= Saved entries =
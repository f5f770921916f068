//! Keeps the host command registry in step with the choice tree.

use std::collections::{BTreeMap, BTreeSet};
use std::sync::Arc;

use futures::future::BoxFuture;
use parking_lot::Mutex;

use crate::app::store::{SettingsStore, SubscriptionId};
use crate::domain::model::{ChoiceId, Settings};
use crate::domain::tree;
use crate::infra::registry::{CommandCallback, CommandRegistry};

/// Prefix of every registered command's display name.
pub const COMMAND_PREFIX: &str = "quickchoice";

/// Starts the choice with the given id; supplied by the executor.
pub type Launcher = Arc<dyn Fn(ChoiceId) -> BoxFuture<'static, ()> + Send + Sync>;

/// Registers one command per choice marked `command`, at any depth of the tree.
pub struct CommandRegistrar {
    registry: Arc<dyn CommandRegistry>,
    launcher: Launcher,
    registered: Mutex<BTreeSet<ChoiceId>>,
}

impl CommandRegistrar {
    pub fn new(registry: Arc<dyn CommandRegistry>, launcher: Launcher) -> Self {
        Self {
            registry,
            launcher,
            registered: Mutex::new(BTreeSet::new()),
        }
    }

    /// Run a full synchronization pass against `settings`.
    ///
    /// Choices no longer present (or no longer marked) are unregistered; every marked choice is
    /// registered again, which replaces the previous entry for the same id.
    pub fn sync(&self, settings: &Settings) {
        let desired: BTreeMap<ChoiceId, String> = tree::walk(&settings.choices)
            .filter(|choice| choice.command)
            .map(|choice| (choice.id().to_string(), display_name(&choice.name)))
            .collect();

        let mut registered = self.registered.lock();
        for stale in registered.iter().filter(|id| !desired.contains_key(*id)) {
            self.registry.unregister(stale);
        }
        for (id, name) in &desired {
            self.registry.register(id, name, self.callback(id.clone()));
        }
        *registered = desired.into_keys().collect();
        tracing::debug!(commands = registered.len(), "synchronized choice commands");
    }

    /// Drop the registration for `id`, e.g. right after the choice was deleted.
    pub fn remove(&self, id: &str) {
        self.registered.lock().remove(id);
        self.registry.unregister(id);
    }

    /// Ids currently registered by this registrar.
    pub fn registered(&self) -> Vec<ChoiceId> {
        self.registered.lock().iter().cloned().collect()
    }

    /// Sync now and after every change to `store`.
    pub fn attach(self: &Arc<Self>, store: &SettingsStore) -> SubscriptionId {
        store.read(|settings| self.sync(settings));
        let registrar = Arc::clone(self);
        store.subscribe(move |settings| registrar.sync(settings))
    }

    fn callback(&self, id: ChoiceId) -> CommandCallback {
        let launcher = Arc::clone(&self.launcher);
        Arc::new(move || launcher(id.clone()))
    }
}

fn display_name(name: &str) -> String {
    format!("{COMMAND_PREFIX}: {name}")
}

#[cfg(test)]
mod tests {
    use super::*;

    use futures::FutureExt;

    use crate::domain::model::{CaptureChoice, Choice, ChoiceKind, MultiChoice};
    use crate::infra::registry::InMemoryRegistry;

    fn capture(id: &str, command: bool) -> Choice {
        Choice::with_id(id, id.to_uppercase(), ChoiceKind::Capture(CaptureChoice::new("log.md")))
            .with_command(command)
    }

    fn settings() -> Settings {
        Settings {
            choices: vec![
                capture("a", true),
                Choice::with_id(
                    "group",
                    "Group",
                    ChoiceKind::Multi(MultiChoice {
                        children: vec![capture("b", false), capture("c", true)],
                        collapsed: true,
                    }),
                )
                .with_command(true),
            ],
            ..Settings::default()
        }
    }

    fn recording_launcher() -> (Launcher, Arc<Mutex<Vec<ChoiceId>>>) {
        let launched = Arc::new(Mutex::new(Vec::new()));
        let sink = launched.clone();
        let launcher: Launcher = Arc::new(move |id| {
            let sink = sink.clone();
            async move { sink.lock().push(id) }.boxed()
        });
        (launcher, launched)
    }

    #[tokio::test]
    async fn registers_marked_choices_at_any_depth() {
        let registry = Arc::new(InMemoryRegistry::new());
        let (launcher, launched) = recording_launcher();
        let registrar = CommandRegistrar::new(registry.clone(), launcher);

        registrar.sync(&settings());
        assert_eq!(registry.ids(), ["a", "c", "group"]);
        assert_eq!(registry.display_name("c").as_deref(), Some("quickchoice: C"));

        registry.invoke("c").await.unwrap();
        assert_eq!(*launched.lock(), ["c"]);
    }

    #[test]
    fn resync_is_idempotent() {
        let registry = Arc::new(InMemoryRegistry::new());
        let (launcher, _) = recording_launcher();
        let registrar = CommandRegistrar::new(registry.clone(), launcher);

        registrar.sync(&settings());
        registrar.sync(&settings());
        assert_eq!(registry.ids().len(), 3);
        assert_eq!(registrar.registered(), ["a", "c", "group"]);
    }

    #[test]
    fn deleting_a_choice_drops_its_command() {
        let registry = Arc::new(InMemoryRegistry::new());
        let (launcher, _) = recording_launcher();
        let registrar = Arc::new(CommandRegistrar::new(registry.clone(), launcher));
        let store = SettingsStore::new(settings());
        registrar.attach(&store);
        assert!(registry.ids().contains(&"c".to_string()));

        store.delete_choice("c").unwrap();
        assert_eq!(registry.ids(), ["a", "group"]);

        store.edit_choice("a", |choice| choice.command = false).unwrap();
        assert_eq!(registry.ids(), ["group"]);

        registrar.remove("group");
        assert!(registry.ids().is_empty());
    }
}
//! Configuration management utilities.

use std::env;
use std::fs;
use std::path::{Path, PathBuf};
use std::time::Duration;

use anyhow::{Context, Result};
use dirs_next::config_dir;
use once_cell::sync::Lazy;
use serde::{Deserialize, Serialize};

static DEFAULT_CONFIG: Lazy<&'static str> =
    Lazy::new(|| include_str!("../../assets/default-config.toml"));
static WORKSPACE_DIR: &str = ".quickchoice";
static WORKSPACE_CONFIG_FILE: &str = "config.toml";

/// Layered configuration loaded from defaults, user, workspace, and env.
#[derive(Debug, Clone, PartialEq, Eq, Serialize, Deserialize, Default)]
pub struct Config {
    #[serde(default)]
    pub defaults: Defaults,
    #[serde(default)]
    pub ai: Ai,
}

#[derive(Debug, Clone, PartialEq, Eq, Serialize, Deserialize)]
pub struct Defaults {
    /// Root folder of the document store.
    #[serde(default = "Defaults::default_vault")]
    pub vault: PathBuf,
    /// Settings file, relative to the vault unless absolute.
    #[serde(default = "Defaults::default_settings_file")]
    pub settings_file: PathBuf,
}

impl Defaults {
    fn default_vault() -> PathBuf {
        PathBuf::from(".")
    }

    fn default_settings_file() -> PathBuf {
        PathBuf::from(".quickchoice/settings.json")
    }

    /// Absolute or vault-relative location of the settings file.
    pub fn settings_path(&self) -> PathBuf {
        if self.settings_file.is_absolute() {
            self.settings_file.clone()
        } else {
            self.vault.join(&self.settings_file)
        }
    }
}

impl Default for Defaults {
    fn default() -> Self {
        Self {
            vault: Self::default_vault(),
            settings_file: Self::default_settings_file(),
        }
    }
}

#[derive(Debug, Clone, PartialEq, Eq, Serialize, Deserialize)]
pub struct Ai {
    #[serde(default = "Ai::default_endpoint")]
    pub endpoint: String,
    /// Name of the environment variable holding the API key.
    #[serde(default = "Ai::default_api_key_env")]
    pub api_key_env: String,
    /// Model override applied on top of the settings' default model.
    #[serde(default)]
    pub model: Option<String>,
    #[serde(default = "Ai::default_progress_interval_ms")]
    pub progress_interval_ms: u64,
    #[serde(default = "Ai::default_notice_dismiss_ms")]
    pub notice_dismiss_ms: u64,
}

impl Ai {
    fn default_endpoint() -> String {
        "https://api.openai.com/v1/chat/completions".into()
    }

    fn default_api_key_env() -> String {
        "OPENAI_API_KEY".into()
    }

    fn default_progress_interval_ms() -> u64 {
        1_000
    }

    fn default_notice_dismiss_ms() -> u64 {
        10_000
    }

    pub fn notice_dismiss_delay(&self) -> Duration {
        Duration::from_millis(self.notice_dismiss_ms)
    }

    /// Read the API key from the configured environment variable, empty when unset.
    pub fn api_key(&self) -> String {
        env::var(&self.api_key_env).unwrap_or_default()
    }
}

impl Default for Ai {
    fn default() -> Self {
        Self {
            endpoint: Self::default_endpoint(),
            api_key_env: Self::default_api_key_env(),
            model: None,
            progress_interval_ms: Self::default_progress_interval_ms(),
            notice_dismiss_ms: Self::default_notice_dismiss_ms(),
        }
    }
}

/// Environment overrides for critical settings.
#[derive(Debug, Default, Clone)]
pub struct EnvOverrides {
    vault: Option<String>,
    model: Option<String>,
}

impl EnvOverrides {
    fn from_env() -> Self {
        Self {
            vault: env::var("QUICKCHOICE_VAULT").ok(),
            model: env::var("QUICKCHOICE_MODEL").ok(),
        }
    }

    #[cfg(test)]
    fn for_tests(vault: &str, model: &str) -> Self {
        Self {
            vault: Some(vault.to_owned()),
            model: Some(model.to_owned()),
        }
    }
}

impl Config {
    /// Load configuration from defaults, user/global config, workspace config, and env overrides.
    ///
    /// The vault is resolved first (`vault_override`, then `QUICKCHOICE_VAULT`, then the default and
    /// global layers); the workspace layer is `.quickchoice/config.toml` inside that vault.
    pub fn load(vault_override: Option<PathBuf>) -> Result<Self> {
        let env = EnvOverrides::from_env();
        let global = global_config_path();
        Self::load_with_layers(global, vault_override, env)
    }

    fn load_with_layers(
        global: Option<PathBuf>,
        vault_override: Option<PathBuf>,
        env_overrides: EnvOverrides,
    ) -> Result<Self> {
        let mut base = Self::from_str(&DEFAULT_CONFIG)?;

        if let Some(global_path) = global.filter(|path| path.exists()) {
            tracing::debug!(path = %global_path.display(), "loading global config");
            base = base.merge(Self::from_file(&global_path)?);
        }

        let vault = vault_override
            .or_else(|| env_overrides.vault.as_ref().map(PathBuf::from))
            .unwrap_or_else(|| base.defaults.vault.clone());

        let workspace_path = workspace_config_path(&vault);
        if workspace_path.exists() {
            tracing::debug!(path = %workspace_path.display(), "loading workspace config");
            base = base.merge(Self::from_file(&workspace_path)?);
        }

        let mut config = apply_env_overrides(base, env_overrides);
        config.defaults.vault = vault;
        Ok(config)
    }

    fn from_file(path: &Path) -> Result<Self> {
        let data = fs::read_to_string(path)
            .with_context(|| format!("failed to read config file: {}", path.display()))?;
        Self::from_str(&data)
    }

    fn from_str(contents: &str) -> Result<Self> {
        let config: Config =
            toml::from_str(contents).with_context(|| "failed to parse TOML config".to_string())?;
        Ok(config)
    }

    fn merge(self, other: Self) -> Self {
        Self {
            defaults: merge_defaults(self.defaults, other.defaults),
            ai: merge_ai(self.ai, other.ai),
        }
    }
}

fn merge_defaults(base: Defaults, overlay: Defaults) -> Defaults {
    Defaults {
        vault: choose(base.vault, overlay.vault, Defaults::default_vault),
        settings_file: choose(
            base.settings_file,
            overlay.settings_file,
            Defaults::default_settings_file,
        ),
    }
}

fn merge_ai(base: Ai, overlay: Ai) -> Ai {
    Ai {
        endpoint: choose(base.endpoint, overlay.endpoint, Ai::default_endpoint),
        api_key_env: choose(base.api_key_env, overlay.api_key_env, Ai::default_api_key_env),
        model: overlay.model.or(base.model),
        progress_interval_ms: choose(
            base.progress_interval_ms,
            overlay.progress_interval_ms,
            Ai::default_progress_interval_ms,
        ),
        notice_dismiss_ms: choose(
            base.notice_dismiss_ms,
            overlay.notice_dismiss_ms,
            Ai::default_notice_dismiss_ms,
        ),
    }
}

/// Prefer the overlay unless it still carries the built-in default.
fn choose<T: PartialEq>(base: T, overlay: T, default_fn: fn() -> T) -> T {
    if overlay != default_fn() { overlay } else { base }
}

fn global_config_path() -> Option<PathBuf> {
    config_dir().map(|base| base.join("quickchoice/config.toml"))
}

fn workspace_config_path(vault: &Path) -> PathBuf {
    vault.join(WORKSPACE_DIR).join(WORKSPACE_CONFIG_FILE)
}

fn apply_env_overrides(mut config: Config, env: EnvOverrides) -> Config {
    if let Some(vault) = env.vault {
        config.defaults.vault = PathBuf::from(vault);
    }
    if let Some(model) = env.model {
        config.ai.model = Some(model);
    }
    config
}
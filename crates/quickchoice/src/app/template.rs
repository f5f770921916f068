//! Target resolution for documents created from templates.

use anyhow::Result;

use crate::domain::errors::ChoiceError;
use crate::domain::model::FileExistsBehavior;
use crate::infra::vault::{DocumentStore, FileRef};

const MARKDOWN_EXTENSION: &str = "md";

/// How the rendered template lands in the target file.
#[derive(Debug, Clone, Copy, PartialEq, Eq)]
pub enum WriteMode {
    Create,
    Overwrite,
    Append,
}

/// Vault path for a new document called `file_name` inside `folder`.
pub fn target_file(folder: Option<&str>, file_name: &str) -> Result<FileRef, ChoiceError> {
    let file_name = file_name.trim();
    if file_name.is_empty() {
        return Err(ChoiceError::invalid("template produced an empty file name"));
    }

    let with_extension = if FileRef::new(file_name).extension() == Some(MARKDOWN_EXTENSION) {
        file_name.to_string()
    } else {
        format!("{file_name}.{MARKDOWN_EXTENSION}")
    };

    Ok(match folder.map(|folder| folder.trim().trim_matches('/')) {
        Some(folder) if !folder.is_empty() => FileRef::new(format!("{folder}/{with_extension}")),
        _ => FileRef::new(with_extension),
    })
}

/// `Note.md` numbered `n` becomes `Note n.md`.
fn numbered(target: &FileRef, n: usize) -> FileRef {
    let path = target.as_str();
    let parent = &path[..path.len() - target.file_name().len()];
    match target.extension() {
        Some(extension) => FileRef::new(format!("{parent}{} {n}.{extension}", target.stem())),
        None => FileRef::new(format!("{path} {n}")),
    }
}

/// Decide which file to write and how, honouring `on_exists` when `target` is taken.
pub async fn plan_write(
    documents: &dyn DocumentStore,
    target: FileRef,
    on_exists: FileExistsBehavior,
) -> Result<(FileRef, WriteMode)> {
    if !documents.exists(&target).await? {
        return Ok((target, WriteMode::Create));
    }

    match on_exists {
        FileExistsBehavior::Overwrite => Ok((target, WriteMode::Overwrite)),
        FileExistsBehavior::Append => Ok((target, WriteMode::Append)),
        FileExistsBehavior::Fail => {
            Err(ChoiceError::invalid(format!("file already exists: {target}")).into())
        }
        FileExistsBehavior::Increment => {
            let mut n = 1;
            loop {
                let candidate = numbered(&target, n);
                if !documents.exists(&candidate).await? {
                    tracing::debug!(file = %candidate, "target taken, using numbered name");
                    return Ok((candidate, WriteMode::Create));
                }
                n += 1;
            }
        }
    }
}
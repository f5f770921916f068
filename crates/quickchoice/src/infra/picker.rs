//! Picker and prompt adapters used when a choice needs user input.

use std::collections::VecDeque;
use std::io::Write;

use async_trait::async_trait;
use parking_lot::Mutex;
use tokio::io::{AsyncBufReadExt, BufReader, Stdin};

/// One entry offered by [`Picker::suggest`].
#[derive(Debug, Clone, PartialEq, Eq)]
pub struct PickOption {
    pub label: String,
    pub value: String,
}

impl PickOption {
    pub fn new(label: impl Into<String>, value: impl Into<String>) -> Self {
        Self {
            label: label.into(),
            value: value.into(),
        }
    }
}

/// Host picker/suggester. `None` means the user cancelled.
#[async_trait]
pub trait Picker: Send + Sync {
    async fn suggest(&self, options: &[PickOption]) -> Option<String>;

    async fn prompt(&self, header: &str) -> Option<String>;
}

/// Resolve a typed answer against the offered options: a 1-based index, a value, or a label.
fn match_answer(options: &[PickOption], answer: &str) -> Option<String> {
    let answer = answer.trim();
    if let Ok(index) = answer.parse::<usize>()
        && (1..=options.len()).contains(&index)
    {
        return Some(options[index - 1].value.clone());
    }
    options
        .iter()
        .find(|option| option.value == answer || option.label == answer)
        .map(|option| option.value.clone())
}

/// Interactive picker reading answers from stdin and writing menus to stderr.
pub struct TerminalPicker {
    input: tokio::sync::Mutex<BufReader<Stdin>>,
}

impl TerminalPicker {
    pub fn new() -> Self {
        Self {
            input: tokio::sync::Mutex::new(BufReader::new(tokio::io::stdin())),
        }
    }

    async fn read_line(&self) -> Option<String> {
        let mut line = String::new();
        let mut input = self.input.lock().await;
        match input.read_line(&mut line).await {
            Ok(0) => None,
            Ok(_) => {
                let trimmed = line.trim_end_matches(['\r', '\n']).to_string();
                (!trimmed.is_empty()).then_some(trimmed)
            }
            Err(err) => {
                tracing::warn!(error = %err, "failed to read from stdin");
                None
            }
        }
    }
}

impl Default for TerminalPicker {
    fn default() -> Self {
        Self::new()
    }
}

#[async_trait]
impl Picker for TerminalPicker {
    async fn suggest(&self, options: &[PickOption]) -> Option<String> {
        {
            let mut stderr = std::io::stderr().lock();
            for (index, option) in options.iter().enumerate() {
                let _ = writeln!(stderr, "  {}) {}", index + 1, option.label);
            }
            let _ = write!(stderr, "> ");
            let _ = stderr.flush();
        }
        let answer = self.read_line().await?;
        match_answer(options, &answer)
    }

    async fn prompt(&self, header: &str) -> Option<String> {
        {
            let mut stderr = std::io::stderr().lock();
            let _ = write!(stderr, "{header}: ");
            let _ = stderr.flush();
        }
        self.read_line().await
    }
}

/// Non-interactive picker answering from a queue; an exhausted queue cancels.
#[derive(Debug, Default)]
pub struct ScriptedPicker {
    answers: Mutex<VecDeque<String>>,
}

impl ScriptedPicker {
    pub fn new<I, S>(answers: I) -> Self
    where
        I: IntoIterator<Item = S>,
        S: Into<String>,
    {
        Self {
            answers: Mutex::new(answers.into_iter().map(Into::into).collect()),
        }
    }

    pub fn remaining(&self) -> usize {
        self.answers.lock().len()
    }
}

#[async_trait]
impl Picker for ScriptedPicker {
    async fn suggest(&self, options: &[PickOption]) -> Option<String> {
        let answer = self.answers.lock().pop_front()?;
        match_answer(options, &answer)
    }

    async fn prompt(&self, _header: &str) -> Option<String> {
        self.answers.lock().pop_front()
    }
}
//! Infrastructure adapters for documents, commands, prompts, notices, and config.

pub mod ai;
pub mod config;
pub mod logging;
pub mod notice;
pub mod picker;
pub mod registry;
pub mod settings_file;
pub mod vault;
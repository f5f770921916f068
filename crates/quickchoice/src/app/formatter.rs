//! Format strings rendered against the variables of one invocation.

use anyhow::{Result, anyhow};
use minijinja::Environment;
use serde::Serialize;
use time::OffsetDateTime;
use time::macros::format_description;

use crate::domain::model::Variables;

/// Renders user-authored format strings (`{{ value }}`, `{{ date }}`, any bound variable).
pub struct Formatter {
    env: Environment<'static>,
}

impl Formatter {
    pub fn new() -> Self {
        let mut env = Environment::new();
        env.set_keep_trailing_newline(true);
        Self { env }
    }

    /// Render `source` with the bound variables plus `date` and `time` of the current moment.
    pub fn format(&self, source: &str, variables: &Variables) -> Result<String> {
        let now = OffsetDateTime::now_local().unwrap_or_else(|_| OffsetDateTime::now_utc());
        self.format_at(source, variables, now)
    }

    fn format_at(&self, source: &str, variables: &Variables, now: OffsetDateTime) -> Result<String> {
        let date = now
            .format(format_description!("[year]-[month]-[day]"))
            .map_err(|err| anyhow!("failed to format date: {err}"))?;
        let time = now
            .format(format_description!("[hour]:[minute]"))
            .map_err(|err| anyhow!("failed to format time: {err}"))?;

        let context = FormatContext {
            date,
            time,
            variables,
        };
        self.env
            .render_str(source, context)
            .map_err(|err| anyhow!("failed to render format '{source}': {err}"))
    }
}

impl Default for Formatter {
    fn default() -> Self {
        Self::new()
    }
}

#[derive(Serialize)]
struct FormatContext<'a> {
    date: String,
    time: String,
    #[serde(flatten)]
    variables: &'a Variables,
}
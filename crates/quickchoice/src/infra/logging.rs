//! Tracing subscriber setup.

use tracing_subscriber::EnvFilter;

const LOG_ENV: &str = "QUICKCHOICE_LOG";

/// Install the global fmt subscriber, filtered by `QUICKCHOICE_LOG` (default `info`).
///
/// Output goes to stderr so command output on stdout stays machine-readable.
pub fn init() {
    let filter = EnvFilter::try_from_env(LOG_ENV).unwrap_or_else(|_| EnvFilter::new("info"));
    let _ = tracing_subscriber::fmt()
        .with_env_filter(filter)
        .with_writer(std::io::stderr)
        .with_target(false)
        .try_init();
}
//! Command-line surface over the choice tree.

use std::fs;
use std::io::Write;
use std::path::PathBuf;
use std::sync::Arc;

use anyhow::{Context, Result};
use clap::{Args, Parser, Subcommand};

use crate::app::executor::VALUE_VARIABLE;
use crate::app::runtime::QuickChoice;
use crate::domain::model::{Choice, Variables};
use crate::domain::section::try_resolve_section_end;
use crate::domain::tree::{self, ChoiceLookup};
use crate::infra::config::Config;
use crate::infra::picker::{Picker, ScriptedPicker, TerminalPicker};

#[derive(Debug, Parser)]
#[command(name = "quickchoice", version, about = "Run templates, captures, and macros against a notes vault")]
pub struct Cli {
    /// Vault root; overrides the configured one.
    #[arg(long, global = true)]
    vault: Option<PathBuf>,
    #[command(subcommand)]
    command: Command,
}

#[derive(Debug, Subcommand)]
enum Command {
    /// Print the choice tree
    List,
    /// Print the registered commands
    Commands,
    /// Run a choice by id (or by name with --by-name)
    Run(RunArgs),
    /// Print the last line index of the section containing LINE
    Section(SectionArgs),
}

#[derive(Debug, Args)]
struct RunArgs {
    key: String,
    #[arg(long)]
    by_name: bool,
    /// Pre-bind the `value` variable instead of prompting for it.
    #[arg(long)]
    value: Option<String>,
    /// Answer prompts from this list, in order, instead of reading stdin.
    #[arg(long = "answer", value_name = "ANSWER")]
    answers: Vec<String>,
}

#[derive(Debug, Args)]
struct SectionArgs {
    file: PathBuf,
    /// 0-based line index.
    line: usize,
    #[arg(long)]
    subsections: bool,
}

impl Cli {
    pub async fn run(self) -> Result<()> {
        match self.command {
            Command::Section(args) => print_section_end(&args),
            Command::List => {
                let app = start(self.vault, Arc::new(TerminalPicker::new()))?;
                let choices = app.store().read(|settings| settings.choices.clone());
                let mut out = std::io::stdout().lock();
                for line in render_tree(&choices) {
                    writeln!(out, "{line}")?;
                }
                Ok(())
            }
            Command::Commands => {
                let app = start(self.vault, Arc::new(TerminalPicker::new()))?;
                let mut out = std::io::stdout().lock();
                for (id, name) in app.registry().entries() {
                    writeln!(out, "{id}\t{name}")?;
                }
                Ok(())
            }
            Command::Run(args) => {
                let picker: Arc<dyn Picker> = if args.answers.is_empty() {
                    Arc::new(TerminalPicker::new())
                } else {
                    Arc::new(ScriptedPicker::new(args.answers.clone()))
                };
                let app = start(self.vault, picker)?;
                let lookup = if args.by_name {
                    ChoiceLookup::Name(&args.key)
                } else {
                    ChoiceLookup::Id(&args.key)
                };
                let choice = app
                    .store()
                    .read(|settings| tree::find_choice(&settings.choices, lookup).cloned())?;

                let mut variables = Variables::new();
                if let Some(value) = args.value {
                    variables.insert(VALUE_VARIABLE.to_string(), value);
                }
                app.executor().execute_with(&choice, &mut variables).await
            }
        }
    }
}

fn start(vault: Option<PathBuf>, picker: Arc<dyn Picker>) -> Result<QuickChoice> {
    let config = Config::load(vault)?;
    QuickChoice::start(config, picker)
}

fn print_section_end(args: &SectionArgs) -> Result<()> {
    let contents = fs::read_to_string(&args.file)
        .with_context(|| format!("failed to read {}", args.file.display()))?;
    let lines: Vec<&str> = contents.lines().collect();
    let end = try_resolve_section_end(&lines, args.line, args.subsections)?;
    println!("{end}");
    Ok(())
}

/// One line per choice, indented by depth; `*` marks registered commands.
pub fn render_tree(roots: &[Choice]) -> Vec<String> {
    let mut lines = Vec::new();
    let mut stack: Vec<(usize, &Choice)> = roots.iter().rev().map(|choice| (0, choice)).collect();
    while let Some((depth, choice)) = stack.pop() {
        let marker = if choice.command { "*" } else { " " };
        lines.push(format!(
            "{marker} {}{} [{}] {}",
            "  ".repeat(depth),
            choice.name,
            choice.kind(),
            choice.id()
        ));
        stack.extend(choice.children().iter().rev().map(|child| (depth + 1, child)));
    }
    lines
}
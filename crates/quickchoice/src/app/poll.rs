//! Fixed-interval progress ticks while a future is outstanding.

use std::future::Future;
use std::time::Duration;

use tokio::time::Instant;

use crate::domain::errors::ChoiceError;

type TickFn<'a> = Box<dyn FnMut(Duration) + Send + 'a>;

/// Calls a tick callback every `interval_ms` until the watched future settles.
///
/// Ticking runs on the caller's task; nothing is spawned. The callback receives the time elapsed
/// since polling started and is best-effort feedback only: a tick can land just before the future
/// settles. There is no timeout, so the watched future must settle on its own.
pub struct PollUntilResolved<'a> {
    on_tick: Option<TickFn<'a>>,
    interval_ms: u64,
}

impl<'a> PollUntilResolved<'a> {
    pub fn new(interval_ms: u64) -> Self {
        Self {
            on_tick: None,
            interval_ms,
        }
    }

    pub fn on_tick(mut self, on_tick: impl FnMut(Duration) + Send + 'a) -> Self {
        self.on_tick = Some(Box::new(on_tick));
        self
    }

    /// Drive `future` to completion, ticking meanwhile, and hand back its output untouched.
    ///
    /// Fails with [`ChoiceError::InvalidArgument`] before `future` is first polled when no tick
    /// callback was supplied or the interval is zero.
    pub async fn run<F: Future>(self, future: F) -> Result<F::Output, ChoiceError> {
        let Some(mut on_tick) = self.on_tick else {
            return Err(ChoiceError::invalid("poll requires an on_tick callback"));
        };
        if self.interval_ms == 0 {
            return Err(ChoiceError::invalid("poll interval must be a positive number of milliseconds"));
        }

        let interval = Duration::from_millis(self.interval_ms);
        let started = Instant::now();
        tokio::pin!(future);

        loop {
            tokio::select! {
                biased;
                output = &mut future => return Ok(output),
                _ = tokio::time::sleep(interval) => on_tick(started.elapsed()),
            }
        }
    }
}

= What is expected =
In the records above, each line with the string "macros" should be copied.

= Result of the task =
use time::macros::format_description;
#[command(name = "quickchoice", version, about = "Run templates, captures, and macros against a notes vault")]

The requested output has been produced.